Pemprov Dan DPRD Sumut Perlu Publikasikan Pemanfaatan APBD : Harian Berita Sore

Pemprov Dan DPRD Sumut Perlu Publikasikan Pemanfaatan APBD

4 Juli 2008 | 16:06 WIB

Medan ( Berita ) :  DPRD Sumatera Utara, Pemprov dan Pemkab/Pemko perlu mempublikasikan penggunaan APBD setelah disahkan sebagai pertanggungjawab moral kepada masyarakat.

Publikasi tersebut dapat menunjukkan adanya transparansi dalam penggunaan uang negara sehingga rakyat juga dapat ikut mengawasi pemanfaatannya, kata Presiden Perjuangan Hukum dan Politik (PHP), HMK Aldian Pinem, SH, MH di Medan, Jumat [04/07].
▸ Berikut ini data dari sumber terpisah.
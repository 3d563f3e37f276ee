use crate::error::{
    model::{DuplicateName, NotFound, StaleHandle},
    Error,
};
use levenshtein::levenshtein;
use std::collections::HashMap;
use super::id::Handle;

/// A node stored in an [`Arena`].
pub trait Node {
    /// The handle type of this kind of node.
    type Id: Handle;

    /// The kind of node, as used in error messages.
    const KIND: &'static str;

    /// The unique name of the node.
    fn name(&self) -> &str;
}

/// Owns every node of one kind. Removed nodes leave an empty slot behind, so handles to other
/// nodes are never invalidated.
#[derive(Debug, Clone)]
pub(crate) struct Arena<T: Node> {
    slots: Vec<Option<T>>,
    names: HashMap<String, usize>,
}

impl<T: Node> Default for Arena<T> {
    fn default() -> Self {
        Self {
            slots: Vec::new(),
            names: HashMap::new(),
        }
    }
}

impl<T: Node> Arena<T> {
    /// Fails if a live node already has this name.
    pub fn check_name(&self, name: &str) -> Result<(), Error> {
        if self.names.contains_key(name) {
            return Err(DuplicateName { kind: T::KIND, name: name.to_string() }.into());
        }
        Ok(())
    }

    /// Inserts a node, failing if its name is taken.
    pub fn insert(&mut self, node: T) -> Result<T::Id, Error> {
        self.check_name(node.name())?;
        let index = self.slots.len();
        self.names.insert(node.name().to_string(), index);
        self.slots.push(Some(node));
        Ok(T::Id::from_index(index))
    }

    /// Inserts a node whose name is known to be free, such as the first node of an empty arena.
    pub(crate) fn push(&mut self, node: T) -> T::Id {
        debug_assert!(!self.names.contains_key(node.name()), "name {} is taken", node.name());
        let index = self.slots.len();
        self.names.insert(node.name().to_string(), index);
        self.slots.push(Some(node));
        T::Id::from_index(index)
    }

    pub fn get(&self, id: T::Id) -> Result<&T, Error> {
        self.slots.get(id.index())
            .and_then(Option::as_ref)
            .ok_or_else(|| StaleHandle { kind: T::KIND, index: id.index() }.into())
    }

    pub fn remove(&mut self, id: T::Id) -> Result<T, Error> {
        let node = self.slots.get_mut(id.index())
            .and_then(Option::take)
            .ok_or_else(|| Error::from(StaleHandle { kind: T::KIND, index: id.index() }))?;
        self.names.remove(node.name());
        Ok(node)
    }

    /// Finds a node by name. The error suggests similar names.
    pub fn lookup(&self, name: &str) -> Result<T::Id, Error> {
        match self.names.get(name) {
            Some(index) => Ok(T::Id::from_index(*index)),
            None => {
                let mut suggestions = self.names.keys()
                    .filter(|other| levenshtein(other, name) < 2)
                    .cloned()
                    .collect::<Vec<_>>();
                suggestions.sort_unstable();
                Err(NotFound { kind: T::KIND, name: name.to_string(), suggestions }.into())
            },
        }
    }

    /// Iterates over the live nodes in creation order.
    pub fn iter(&self) -> impl Iterator<Item = (T::Id, &T)> + '_ {
        self.slots.iter()
            .enumerate()
            .filter_map(|(index, slot)| slot.as_ref().map(|node| (T::Id::from_index(index), node)))
    }

    pub fn len(&self) -> usize {
        self.names.len()
    }
}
Menurut dia, Gubernur Syamsul Arifin yang dipilih langsung oleh masyarakat perlu menunjukkan itikad baik dalam penggunaan uang negara dan memberi kesempatan bagi masyarakat untuk mengawasi pemanfaatannya dengan mempublikasikan APBD yang disahkan.

Sebenarnya, ketentuan itu telah dimuat dalam UU No. 17 Tahun 2003 tentang Keuangan Negara dan UU No. 39 Tahun 1999 dengan UU No. 20 Tahun 2001 tentang Pemberantasan Tindak Pidana Korupsi yang menyatakan perlunya keterlibatan masyarakat dalam pengawasan pemanfaatan uang negara.

Jika gubernur Sumut sudah menerapkan transparansi tersebut diyakini akan diikuti oleh DPRD dan Pemkab/Pemko di provinsi itu, katanya.

Pendapat yang hampir serupa juga disampaikan praktisi hukum, Julheri Sinaga, SH yang menyatakan bahwa publikasi jumlah dan pemanfaatan APBD menjadi indikasi itikad baik dalam pengelolaan uang negara.

Jika DPRD dan Pemprov Sumut tidak bersedia mempublikasikan jumlah dan pemanfaatan APBD berarti ada indikasi tidak baik seperti menyelewengkan dan menggunakan dana tersebut di luar peruntukannya.

Hanya saja, Sinaga menilai publikasi tersebut sebaiknya dilakukan sebelum pengesahan di DPRD. “Dalam konteks itu, Bagian Humas Pemprov dan DPRD Sumut perlu menjalankan fungsinya dengan baik,” katanya. Jika publikasi tersebut dapat dilakukan maka Sumut akan menjadi “pilot project” dalam transparansi pemanfaatan APBD, tambahnya. ( ant )

Comments

Comments are closed.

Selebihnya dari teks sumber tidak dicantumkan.